50 years ago tonight, on Saturday, June 26, 1971, Ike and Tina performed a show at the Dane County Coliseum in Madison, Wisconsin.
The show drew a crowd of about 3,500 to the Coliseum, about half full.
Some takeaways from the reviews that appeared in the two Madison papers the following Monday:
— The heavy British rock of the opening act, The Grease Band, “really didn’t belong on the bill” and was nothing to write home about.
— The Kings of Rhythm, Ike and Tina’s backing band, was introduced first. Then the Ikettes, who performed a couple of numbers. Then Ike. And then … “the hardest-working young girl in show business today! … Tina!
— One reviewer notes Tina’s introduction and immediately turns to Tina’s appearance …
Tina Turner is 31. Come on, man.
— The Ike and Tina Turner Revue summons “vicarious white fantasies of Harlem’s Apollo Theater in the early ’60s.”
— One reviewer mentions “Rollin’ on the River” as one of the songs performed and declares it “better than the original.”
Oh, you mean “Proud Mary.” Come on, man.
— Tina ends the Madison show by “dancing off stage in rapid-fire strobelights and a burst of artificial fog.” But that was it. No encore. Which led to this complaint: “There were unfortunately not enough minutes of this hard work. Tina was on stage only about 45 minutes.”
I wouldn’t complain about seeing Ike and Tina Turner for 45 minutes.
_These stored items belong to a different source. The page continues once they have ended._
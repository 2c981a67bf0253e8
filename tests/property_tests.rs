use proptest::prelude::*;
use sqrtarray::ExtendibleArray;

#[derive(Clone, Debug)]
enum Op {
    Push(u32),
    Pop,
    Set(usize, u32),
}

fn op_strategy() -> impl Strategy<Value = Op> {
    prop_oneof![
        3 => any::<u32>().prop_map(Op::Push),
        2 => Just(Op::Pop),
        1 => (any::<usize>(), any::<u32>()).prop_map(|(i, v)| Op::Set(i, v)),
    ]
}

/// Check the space bound for an array holding `n` elements.
fn assert_space_bound<T>(sut: &ExtendibleArray<T>) -> Result<(), TestCaseError> {
    let n = sut.len();
    let shape = sut.shape();
    let b = shape.buffer_capacity();
    prop_assert!(sut.capacity() - n <= 2 * b);
    prop_assert!(b * b <= 8 * n + 16 * b);
    prop_assert!(shape.directory_capacity() <= b);
    Ok(())
}

proptest! {
    #[test]
    fn test_random_ops_match_vec(
        ops in prop::collection::vec(op_strategy(), 1..2000),
    ) {
        let mut sut: ExtendibleArray<u32> = ExtendibleArray::new();
        let mut model: Vec<u32> = Vec::new();

        for op in ops {
            match op {
                Op::Push(value) => {
                    sut.push(value);
                    model.push(value);
                }
                Op::Pop => {
                    prop_assert_eq!(sut.pop(), model.pop());
                }
                Op::Set(index, value) => {
                    if model.is_empty() {
                        prop_assert!(sut.set(index, value).is_err());
                    } else {
                        let index = index % model.len();
                        let old = sut.set(index, value);
                        prop_assert_eq!(old, Ok(model[index]));
                        model[index] = value;
                        prop_assert_eq!(sut.get(index), Some(&value));
                    }
                }
            }
            prop_assert_eq!(sut.len(), model.len());
            prop_assert_eq!(sut.check_invariants(), Ok(()));
            prop_assert_eq!(sut.get(model.len()), None);
            if let Some(last) = model.last() {
                prop_assert_eq!(sut.get(model.len() - 1), Some(last));
            }
            assert_space_bound(&sut)?;
        }

        for (idx, expected) in model.iter().enumerate() {
            prop_assert_eq!(&sut[idx], expected);
        }
    }

    #[test]
    fn test_lifo_order(count in 0..2000usize) {
        let mut sut: ExtendibleArray<usize> = ExtendibleArray::new();
        for value in 0..count {
            sut.push(value);
        }
        prop_assert_eq!(sut.len(), count);
        for value in (0..count).rev() {
            prop_assert_eq!(sut.get(sut.len() - 1), Some(&value));
            prop_assert_eq!(sut.pop(), Some(value));
            prop_assert_eq!(sut.check_invariants(), Ok(()));
        }
        prop_assert!(sut.is_empty());
        prop_assert_eq!(sut.pop(), None);
    }

    #[test]
    fn test_sawtooth_across_boundaries(
        peak in 1..3000usize,
        wobble in 1..64usize,
        rounds in 1..8usize,
    ) {
        // climb to a peak, then repeatedly drop and recover around it so that
        // the length crosses buffer and directory boundaries in both directions
        let mut sut: ExtendibleArray<usize> = ExtendibleArray::new();
        for value in 0..peak {
            sut.push(value);
        }
        for _ in 0..rounds {
            let low = peak.saturating_sub(wobble);
            while sut.len() > low {
                let expected = sut.len() - 1;
                prop_assert_eq!(sut.pop(), Some(expected));
                prop_assert_eq!(sut.check_invariants(), Ok(()));
            }
            for value in low..peak {
                sut.push(value);
                prop_assert_eq!(sut.check_invariants(), Ok(()));
            }
        }
        for idx in 0..peak {
            prop_assert_eq!(sut[idx], idx);
        }
    }

    #[test]
    fn test_clone_independence(
        values in prop::collection::vec(any::<u16>(), 0..500),
        pops in 0..100usize,
    ) {
        let mut source: ExtendibleArray<u16> = values.iter().copied().collect();
        for _ in 0..pops.min(values.len()) {
            source.pop();
        }
        let remaining = source.len();
        let mut copy = source.clone();
        prop_assert_eq!(copy.shape(), source.shape());
        prop_assert_eq!(copy.check_invariants(), Ok(()));

        copy.push(7);
        if remaining > 0 {
            copy.set(0, values[0].wrapping_add(1)).unwrap();
        }
        prop_assert_eq!(source.len(), remaining);
        for idx in 0..remaining {
            prop_assert_eq!(source[idx], values[idx]);
        }

        source.clear();
        prop_assert_eq!(copy.len(), remaining + 1);
        prop_assert_eq!(copy[remaining], 7);
    }
}

#[test]
fn test_boundary_multiples() {
    // stop at exact multiples of the buffer capacity and step across them
    let mut sut: ExtendibleArray<usize> = ExtendibleArray::new();
    for value in 0..2048 {
        sut.push(value);
        let cap = sut.shape().buffer_capacity();
        if sut.len() % cap == 0 {
            assert_eq!(sut.pop(), Some(value));
            assert_eq!(sut.check_invariants(), Ok(()));
            sut.push(value);
            assert_eq!(sut.check_invariants(), Ok(()));
        }
    }
    while !sut.is_empty() {
        let cap = sut.shape().buffer_capacity();
        if sut.len() % cap == 0 {
            let top = sut.len() - 1;
            assert_eq!(sut.pop(), Some(top));
            sut.push(top);
            assert_eq!(sut.check_invariants(), Ok(()));
        }
        sut.pop();
        assert_eq!(sut.check_invariants(), Ok(()));
    }
}

#[test]
fn test_push_pop_tail_workload() {
    // push one, read a few, then pop and restore a √limit sized tail
    let limit = 20_000usize;
    let little_max = (limit as f64).sqrt() as usize;
    let mut sut: ExtendibleArray<usize> = ExtendibleArray::new();
    let mut seed = 0x2545_f491_4f6c_dd1du64;
    for i in 0..limit {
        sut.push(i);
        assert_eq!(sut.len(), i + 1);
        for _ in 0..=((i as f64).sqrt() as usize).min(8) {
            seed ^= seed << 13;
            seed ^= seed >> 7;
            seed ^= seed << 17;
            let k = (seed % sut.len() as u64) as usize;
            assert_eq!(sut[k], k);
        }
        let little = little_max.min(i);
        for _ in 0..=little {
            sut.pop();
        }
        for j in (i - little)..=i {
            sut.push(j);
        }
    }
    assert_eq!(sut.len(), limit);
}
But had one popped for the best seats, that’s about $36.50 in today’s dollars. Whether 45 minutes of Ike and Tina in their prime is getting your money’s worth, well, that’s a judgment call for the ages.
The emcee tells the Madison crowd that the show will be roughly the same as that heard on “What You Hear Is What You Get,” a live record from Carnegie Hall that’s just about to be released. That’s the record I listened to on this rainy summer afternoon.
“What You Hear Is What You Get,” Ike and Tina Turner, 1971.
What you hear on the record as Tina dances off stage after a furious cover of Otis Redding’s “Respect” is the emcee — the hype man — shouting “Miss Tina Turner and the Ikettes, ladies and gentlemen! Tina Turner and the Ikettes! Miss Tina Turner! Tina Turner! Tina Turner! Tina Turner! Tina Turner! Tina Turner!”
You know a lot of the songs on this record. I don’t know whether they performed this less-often-heard song in Madison, but on the record, Tina, the Ikettes and Ike do a slow burner of a cover of “A Love Like Yours (Don’t Come Knocking Everyday),” which Holland-Dozier-Holland wrote for Martha and the Vandellas.